The Broaden-and-Build Theory (Fredrickson, 1998, 2001) explains why this might be the case. A negative emotion such as fear is triggered by a threat signalling for us to escape, or anger which signals us to attack. Negative emotions limit our behavioural options for quick, decisive actions so that we act appropriately to maximise our chances of survival (Tooby & Cosmides, 1990). Positive emotions, on the other hand, signal opportunities for exploration and creativity, allowing us to think and behave in a more flexible way where no threat is present, and broadening our repertoire of thoughts and actions.
Whilst negative emotions help us focus us on a narrow range of immediate options, positive emotions give us the mental space in which to build our personal resources, whether physical, intellectual, social or psychological. Positive affect makes it easier for us to approach new experiences (what is known as “approach behaviour” rather than “avoidance behaviour”), enabling us to engage with the environment and be involved in activities that promote development and growth. Examples of this include increasing our attention and curiosity to learn new things, allowing flexible thinking to finding new creative solutions to problems, or simply being more open to develop our social relationships that can lead to support in the future.
The broaden-and-build theory highlights the benefits of experiencing positive affect, not just for feeling good, but for living and working more effectively. When we feel good, we are more able to learn new skills and build our support networks, helping us cope better and enjoy our lives in the future.

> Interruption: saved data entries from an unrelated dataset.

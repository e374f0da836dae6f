//! Query result type
//!
//! Both inference engines ultimately answer with a probability
//! distribution over one variable's domain. [`Distribution`] pairs each
//! domain label with its probability, in domain order, and serializes
//! cleanly for downstream drivers.

use serde::Serialize;

use crate::errors::InferenceError;
use crate::model::{Factor, Network, VarId};

/// A normalized distribution over one variable's domain, in domain order.
#[derive(Debug, Clone, Serialize)]
pub struct Distribution {
    variable: String,
    values: Vec<(String, f64)>,
}

impl Distribution {
    pub(crate) fn new(variable: String, values: Vec<(String, f64)>) -> Self {
        Self { variable, values }
    }

    /// Build from a normalized single-variable factor, e.g. the output of
    /// [`posterior`](crate::elimination::posterior).
    ///
    /// # Panics
    ///
    /// Panics if the factor's scope is not a single variable.
    pub fn from_factor(net: &Network, factor: &Factor) -> Self {
        assert_eq!(
            factor.scope().len(),
            1,
            "a distribution covers exactly one variable"
        );
        let var: VarId = factor.scope()[0];
        let variable = net.variable(var);
        let values = variable
            .domain()
            .iter()
            .zip(factor.table())
            .map(|(label, &p)| (label.clone(), p))
            .collect();
        Self::new(variable.name().to_string(), values)
    }

    /// Name of the variable the distribution is over
    #[inline]
    pub fn variable(&self) -> &str {
        &self.variable
    }

    /// (label, probability) pairs in domain order
    #[inline]
    pub fn values(&self) -> &[(String, f64)] {
        &self.values
    }

    /// Probability of a specific domain label
    pub fn probability(&self, label: &str) -> Result<f64, InferenceError> {
        self.values
            .iter()
            .find(|(l, _)| l == label)
            .map(|&(_, p)| p)
            .ok_or_else(|| InferenceError::InvalidValue {
                variable: self.variable.clone(),
                value: label.to_string(),
            })
    }
}

#[cfg(test)]
mod tests {
    use super::*;
    use crate::model::NetworkBuilder;

    #[test]
    fn test_from_factor_and_lookup() {
        let mut b = NetworkBuilder::new();
        let a = b.add_variable("Coin", ["heads", "tails"]).unwrap();
        b.add_cpt(a, &[], vec![0.4, 0.6]).unwrap();
        let net = b.build().unwrap();

        let d = Distribution::from_factor(&net, net.cpt(a));
        assert_eq!(d.variable(), "Coin");
        assert_eq!(d.values().len(), 2);
        assert!((d.probability("heads").unwrap() - 0.4).abs() < 1e-12);
        assert!((d.probability("tails").unwrap() - 0.6).abs() < 1e-12);
        assert!(d.probability("edge").is_err());
    }
}
//! Discrete random variables
//!
//! A variable is a name plus an ordered domain of value labels. Domain
//! order is significant: factor tables are indexed by position in the
//! domain, so two variables with the same labels in different orders are
//! different variables. Variables carry no assignment state; assignments
//! during restriction and sampling are call-scoped and live with the
//! operation that needs them, so independent queries cannot observe each
//! other's transients.

/// Index of a variable in its network's arena.
///
/// Implements `Ord` for stable, deterministic iteration.
#[derive(Debug, Clone, Copy, PartialEq, Eq, Hash, PartialOrd, Ord)]
pub struct VarId(pub usize);

impl VarId {
    /// The arena index
    #[inline]
    pub fn index(self) -> usize {
        self.0
    }
}

/// A named discrete random variable with an ordered domain.
#[derive(Debug, Clone)]
pub struct Variable {
    name: String,
    domain: Vec<String>,
}

impl Variable {
    /// Create a variable. Domain validity (non-empty, distinct labels) is
    /// checked by the network builder, which is the only way a `Variable`
    /// enters a [`Network`](crate::model::Network).
    pub fn new(name: impl Into<String>, domain: impl IntoIterator<Item = impl Into<String>>) -> Self {
        Self {
            name: name.into(),
            domain: domain.into_iter().map(Into::into).collect(),
        }
    }

    /// The variable's name
    #[inline]
    pub fn name(&self) -> &str {
        &self.name
    }

    /// The ordered domain of value labels
    #[inline]
    pub fn domain(&self) -> &[String] {
        &self.domain
    }

    /// Number of values in the domain
    #[inline]
    pub fn domain_size(&self) -> usize {
        self.domain.len()
    }

    /// Position of a value label in the domain, if present.
    ///
    /// Domains are small (rarely more than a handful of labels), so a
    /// linear scan beats a lookup table here.
    pub fn value_index(&self, value: &str) -> Option<usize> {
        self.domain.iter().position(|v| v == value)
    }
}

What all this means is that promoting and maintaining positive affect matters much more than just how we feel in the moment. Keep great people in your life and you won’t have to look for cross country moving quotes. Taking care of how we feel can help us boost our development, improving our wellbeing and our health, and enabling us to do more in our lives, and our work.
By Ruta Marcinkus
Fredrickson, B. L. (1998). What good are positive emotions? Review of General Psychology, 2, 300-319.
Fredrickson, B. L. (2001). The role of positive emotions in positive psychology: The broaden-and-build theory of positive emotions. American Psychologist, 56, 218-226.
Isen, A. M. (2000). Positive affect and decision making. In M. Lewis & J. Haviland- Jones (Eds.), Handbook of Emotions (2nd ed., pp. 417-435).
Tooby, J. & Cosmides, L. (1990). The past explains the present: Emotional adaptations and the structure of ancestral environments. Ethology and Sociobiology, 11, 375-424.